You’ve probably heard your friends and family talk about the benefits of having a credit card. There are definitely perks to having a credit card, but how do you get approved for one? If you have no credit or poor credit, it may seem like it would be impossible to be approved for a line of credit.
There is no way to guarantee you’ll be eligible to get a credit card but there are some ways that may improve your chances of approval.
Get Started on the Right Foot
Building good credit can be done if you stay on top of your bills from the beginning. Credit card companies look at your payment history as well as the following:
- Only apply for what you need. You can always apply for an additional card or two down the line if you decide they’re needed, but acquiring multiple loans and credit cards in a short time frame makes lenders think your finances have taken a turn for the worse.
- Stay below your credit limit. In fact, you should aim to keep your overall credit utilization ratio under 30% for each of your lines of credit.

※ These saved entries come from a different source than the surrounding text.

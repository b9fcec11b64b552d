//! Configuration: the environment contract and the on-disk layout.
//!
//! Every value arrives through environment variables and passes through the
//! validation coercers; a missing required credential is a configuration
//! error surfaced before anything starts. There is no config file and no
//! dynamic evaluation anywhere in the path.

mod layout;
mod settings;

pub use layout::DataLayout;
pub use settings::{ConfigError, PublishSettings, Settings, TrendSettings};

- Always check your statements to ensure they are accurate. You want to do this so that your score isn’t negatively affected by incorrect information. This is also helpful to keep an eye out for suspicious activities and potential security risks.

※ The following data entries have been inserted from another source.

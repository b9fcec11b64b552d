//! Text-to-speech client.

use super::WordTiming;
use crate::resilience::{CallError, CallOptions, HttpRequest, OperationClass, ResilientCaller};
use crate::validate;
use async_trait::async_trait;
use serde::Deserialize;
use std::sync::Arc;

const SERVICE: &str = "tts";

/// Narration audio must land inside these bounds to be plausible for a
/// short: 8 seconds to 3 minutes.
const AUDIO_SIZE_BOUNDS: (usize, usize) = (16 * 1024, 8 * 1024 * 1024);

/// Synthesized narration: mono audio plus word timings when the provider
/// returns them inline. Absent timings are recovered later by the
/// alignment service.
#[derive(Debug, Clone)]
pub struct SynthesizedSpeech {
    pub audio: Vec<u8>,
    pub timings: Option<Vec<WordTiming>>,
}

/// Text-to-speech capability.
#[async_trait]
pub trait SpeechSynthesizer: Send + Sync {
    async fn synthesize(
        &self,
        script: &str,
        idempotency_key: &str,
    ) -> Result<SynthesizedSpeech, CallError>;
}

/// HTTP text-to-speech client.
///
/// The synthesis call returns JSON carrying base64 audio and optional
/// word-level timestamps.
pub struct HttpSpeechSynthesizer {
    base_url: String,
    api_key: String,
    voice: String,
    caller: Arc<ResilientCaller>,
}

#[derive(Deserialize)]
struct SynthesisResponse {
    audio_base64: String,
    #[serde(default)]
    timings: Option<Vec<WireTiming>>,
}

#[derive(Deserialize)]
struct WireTiming {
    word: String,
    start_ms: u64,
    end_ms: u64,
}

impl HttpSpeechSynthesizer {
    pub fn new(
        base_url: impl Into<String>,
        api_key: impl Into<String>,
        voice: impl Into<String>,
        caller: Arc<ResilientCaller>,
    ) -> Self {
        Self {
            base_url: base_url.into().trim_end_matches('/').to_string(),
            api_key: api_key.into(),
            voice: voice.into(),
            caller,
        }
    }
}

/// Decodes the provider's base64 audio payload.
fn decode_base64(input: &str) -> Result<Vec<u8>, CallError> {
    use base64::{engine::general_purpose::STANDARD, Engine as _};
    let cleaned: String = input.chars().filter(|c| !c.is_whitespace()).collect();
    STANDARD.decode(cleaned).map_err(|e| CallError::Unexpected {
        message: format!("invalid base64 in audio payload: {}", e),
    })
}

/// Checks the decoded audio for plausible size.
pub(crate) fn validate_audio(audio: &[u8]) -> Result<(), CallError> {
    let (min, max) = AUDIO_SIZE_BOUNDS;
    if audio.len() < min || audio.len() > max {
        return Err(CallError::Validation(
            crate::validate::ValidationError::NotAllowed {
                field: format!("narration audio size {} bytes", audio.len()),
            },
        ));
    }
    Ok(())
}

#[async_trait]
impl SpeechSynthesizer for HttpSpeechSynthesizer {
    async fn synthesize(
        &self,
        script: &str,
        idempotency_key: &str,
    ) -> Result<SynthesizedSpeech, CallError> {
        let body = serde_json::json!({
            "text": script,
            "voice": self.voice,
            "format": "mp3",
            "channels": 1,
            "with_timestamps": true,
        });
        let response = self
            .caller
            .call(
                SERVICE,
                OperationClass::Generation,
                HttpRequest::post(format!("{}/v1/synthesize", self.base_url))
                    .bearer(&self.api_key)
                    .json_body(&body),
                CallOptions {
                    max_attempts: 3,
                    idempotency_key: Some(idempotency_key.to_string()),
                    ..Default::default()
                },
            )
            .await?;

        let value: serde_json::Value = response.json()?;
        validate::check_allowed_keys(&value, &["audio_base64", "timings"], "synthesis response")?;
        let parsed: SynthesisResponse = response.json()?;

        let audio = decode_base64(&parsed.audio_base64)?;
        validate_audio(&audio)?;

        let timings = parsed.timings.map(|wire| {
            wire.into_iter()
                .map(|t| WordTiming {
                    word: t.word,
                    start_ms: t.start_ms,
                    end_ms: t.end_ms,
                })
                .collect()
        });

        Ok(SynthesizedSpeech { audio, timings })
    }
}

- Pay more than the minimum if you can. If you can only afford to pay more than the minimum once in a while, that’s fine. Any higher payments will look good for you.
- Know your credit score and make sure to check your credit report. Credit reports are usually accurate, but errors do happen. You can get one free copy of your credit report per year through the 3 major credit reporting companies.
Monitor Your Credit
Before you get a credit card, you should get a copy of your credit report so you can see your score and the information that is impacting it. You’ll be able to access information like your payment history, previous credit checks, and recently acquired accounts. When you apply for a credit card, the bank will check your credit score to see how likely you are to make your payments on time.
Don’t Use too Much Credit
In order to ensure you don’t end up with a credit card you can’t afford, it’s important to understand your debt to income ratio. This comparison of your income versus what you owe will help you figure out what kind of monthly payments you can afford.
If your credit isn’t at a point where you are able to get a credit card, it is not the end of the line. Fixing credit and establishing credit from zero takes time. If you need to increase your approval chances quickly, consider becoming an authorized user on a friend or relative’s account, get a secured card, or getting a loan with a co-signer.